Conscience de CLIMATS a des cheveux blancs de naines blanches : objets stellaires brillant d’une lumière propre. Ce qui fait la singularité de ces étoiles, c’est l’absence complète de leurs traces dans l’espace. Même les naines blanches géantes [ce qui est le cas avec ce poème-là] n’en produisent pas. À mesure que leur diamètre décroît, la puissance de la lumière croît. La fenêtre est ouverte à la fin du poème : l’air est la lumière.

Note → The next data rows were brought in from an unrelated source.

//! Domain model for the quote collection.
//!
//! # Responsibility
//! - Define the canonical quote record and the preference shape.
//! - Own the JSON batch codec shared by import, export and persistence.
//!
//! # Invariants
//! - A record's identity is its trimmed `text`; category is not identity.
//! - Records are immutable once constructed through `Record::new`.

pub mod codec;
pub mod record;
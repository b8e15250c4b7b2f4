//! HTTP remote adapter backed by `reqwest`'s blocking client.
//!
//! The remote source serves a JSON array of posts; each post's `title` becomes
//! a quote filed under the `Server` category. Pushes POST one record as JSON to
//! the same endpoint.

use crate::model::record::Record;
use crate::sync::remote_client::{RemoteClient, RemoteError, RemoteResult};
use log::debug;
use reqwest::blocking::Client;
use reqwest::header::ACCEPT;
use serde::Deserialize;
use std::time::Duration;

/// Wire shape of one remote item. Extra fields are ignored.
#[derive(Debug, Deserialize)]
pub struct RemotePost {
    pub title: String,
}

/// Remote client for a JSON posts endpoint.
pub struct HttpRemoteClient {
    client: Client,
    endpoint: String,
    snapshot_limit: usize,
}

impl HttpRemoteClient {
    /// Builds a client with a transport-level timeout.
    ///
    /// `snapshot_limit = 0` keeps every remote item.
    pub fn new(
        endpoint: impl Into<String>,
        snapshot_limit: usize,
        timeout: Duration,
    ) -> RemoteResult<Self> {
        let client = Client::builder()
            .timeout(timeout)
            .build()
            .map_err(|e| RemoteError::Request(e.to_string()))?;
        Ok(Self {
            client,
            endpoint: endpoint.into(),
            snapshot_limit,
        })
    }

    pub fn endpoint(&self) -> &str {
        &self.endpoint
    }
}

impl RemoteClient for HttpRemoteClient {
    fn fetch_snapshot(&self) -> RemoteResult<Vec<Record>> {
        let resp = self
            .client
            .get(&self.endpoint)
            .header(ACCEPT, "application/json")
            .send()
            .map_err(|e| RemoteError::Request(e.to_string()))?;

        if !resp.status().is_success() {
            return Err(RemoteError::Status(resp.status().as_u16()));
        }

        let posts: Vec<RemotePost> = resp.json().map_err(|e| RemoteError::Parse(e.to_string()))?;
        debug!(
            "event=remote_fetch module=remote status=ok items={}",
            posts.len()
        );
        snapshot_from_posts(posts, self.snapshot_limit)
    }

    fn push_record(&self, record: &Record) -> RemoteResult<()> {
        let resp = self
            .client
            .post(&self.endpoint)
            .json(record)
            .send()
            .map_err(|e| RemoteError::Request(e.to_string()))?;

        if !resp.status().is_success() {
            return Err(RemoteError::Status(resp.status().as_u16()));
        }
        Ok(())
    }
}

/// Maps remote posts to `Server` records, keeping at most `limit` items.
///
/// # Errors
/// - `Parse` when a kept post has a blank title.
pub fn snapshot_from_posts(posts: Vec<RemotePost>, limit: usize) -> RemoteResult<Vec<Record>> {
    let limit = if limit == 0 { posts.len() } else { limit };
    posts
        .into_iter()
        .take(limit)
        .enumerate()
        .map(|(index, post)| {
            Record::from_server(&post.title)
                .map_err(|err| RemoteError::Parse(format!("item #{index}: {err}")))
        })
        .collect()
}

Intuition de CLIMATS attrape la « maladie des clochettes » ; dans la montagne elle voit l’image fluide des moutons allant à flanc : un chaos sans cesse changeant. Elle écoute leur langue pour ne pas s’égarer dans la cosmologie à champ proche éloigné. Le mot vigie balade les flots de galaxie. Le baladin déploie le poème au pluriel d’anathèmes. D’entrée une pluralité déportée porte l’épopée. Lire une montée des eaux marines fait beaucoup marcher.

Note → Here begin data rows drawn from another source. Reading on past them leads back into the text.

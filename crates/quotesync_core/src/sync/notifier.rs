//! Conflict notification side channel.
//!
//! # Responsibility
//! - Tell the host application that a sync changed the local collection.
//!
//! # Invariants
//! - One event per conflicting merge, none otherwise.
//! - Emission never blocks and never fails the cycle; a disconnected receiver
//!   is ignored.

use crate::sync::reconciler::{MergeOutcome, MergeSource};
use log::{debug, warn};
use std::sync::mpsc::Sender;

/// Notification payload describing a conflicting merge.
#[derive(Debug, Clone, PartialEq, Eq)]
pub struct ConflictEvent {
    pub source: MergeSource,
    pub added: usize,
    pub updated: usize,
    pub total: usize,
    /// Selected category was reset to `all` by the merge.
    pub category_reset: bool,
}

impl ConflictEvent {
    /// Human-readable summary for alerts/toasts.
    pub fn message(&self) -> String {
        let mut message = format!(
            "Quotes updated from {} due to conflict resolution ({} added, {} updated, {} total).",
            match self.source {
                MergeSource::Remote => "server",
                MergeSource::Import => "import",
            },
            self.added,
            self.updated,
            self.total
        );
        if self.category_reset {
            message.push_str(" Category filter reset to all.");
        }
        message
    }
}

/// Receiver of conflict events.
pub trait ConflictNotifier {
    fn notify(&self, event: &ConflictEvent);
}

/// Emits an event when `outcome` reports a conflict.
///
/// Returns whether an event was emitted.
pub fn notify_on_conflict<N: ConflictNotifier + ?Sized>(
    notifier: &N,
    outcome: &MergeOutcome,
    category_reset: bool,
) -> bool {
    if !outcome.conflict_occurred {
        return false;
    }
    notifier.notify(&ConflictEvent {
        source: outcome.source,
        added: outcome.added,
        updated: outcome.updated,
        total: outcome.merged.len(),
        category_reset,
    });
    true
}

/// Forwards events over an `mpsc` channel to the host's event loop.
pub struct ChannelNotifier {
    sender: Sender<ConflictEvent>,
}

impl ChannelNotifier {
    pub fn new(sender: Sender<ConflictEvent>) -> Self {
        Self { sender }
    }
}

impl ConflictNotifier for ChannelNotifier {
    fn notify(&self, event: &ConflictEvent) {
        if self.sender.send(event.clone()).is_err() {
            debug!("event=conflict_notify module=notify status=dropped reason=receiver_closed");
        }
    }
}

/// Writes events to the log only.
#[derive(Debug, Default, Clone, Copy)]
pub struct LogNotifier;

impl ConflictNotifier for LogNotifier {
    fn notify(&self, event: &ConflictEvent) {
        warn!(
            "event=conflict_notify module=notify status=ok source={} added={} updated={} total={} category_reset={}",
            event.source.as_str(),
            event.added,
            event.updated,
            event.total,
            event.category_reset
        );
    }
}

Notion de CLIMATS regarde une forêt faire ce qui n’a jamais été fait. Sa vision ordinaire du peuple des arbres réprouvés contamine la biodiversité planétaire. Elle confond les mots et la terre. Les troncs souillés, les branches gangrenées et les feuilles mortes tombent dans le Livre des Propriétés des Choses. Des gouttelettes scintillent dans les verbes accélérés. Des molécules de langage déchargent les effets du dérèglement climatique. Le courant emballé charrie les mots qui saignent.

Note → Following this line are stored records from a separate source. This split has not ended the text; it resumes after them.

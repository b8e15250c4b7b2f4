//! Local/remote reconciliation.
//!
//! # Responsibility
//! - Merge remote snapshots and imported batches into the local collection.
//! - Run push/fetch/merge cycles and schedule them with single-flight semantics.
//! - Surface conflicting merges to the host application.
//!
//! # Invariants
//! - Only the scheduler decides when a cycle runs; at most one runs at a time.
//! - Remote failures are converted into "no change this cycle".

pub mod engine;
pub mod http_remote;
pub mod notifier;
pub mod reconciler;
pub mod remote_client;
pub mod scheduler;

Sens de CLIMATS orpaille les A privatifs. Ses mains tenant le vide, c’est maintenant la lettre séminale qui augure l’agencement futur de la nature. Les répétitions d’un monde sans intention quittent une à une le bas relief lucrétien : le monde est sensible. L’ordonnance assignée des relevailles asphyxie le but à atteindre. Le pesticide meurtrier affirme sa criminalité au fur et à mesure qu’il place à distance l’illisibilité du lieu du crime sur une échelle illimitée.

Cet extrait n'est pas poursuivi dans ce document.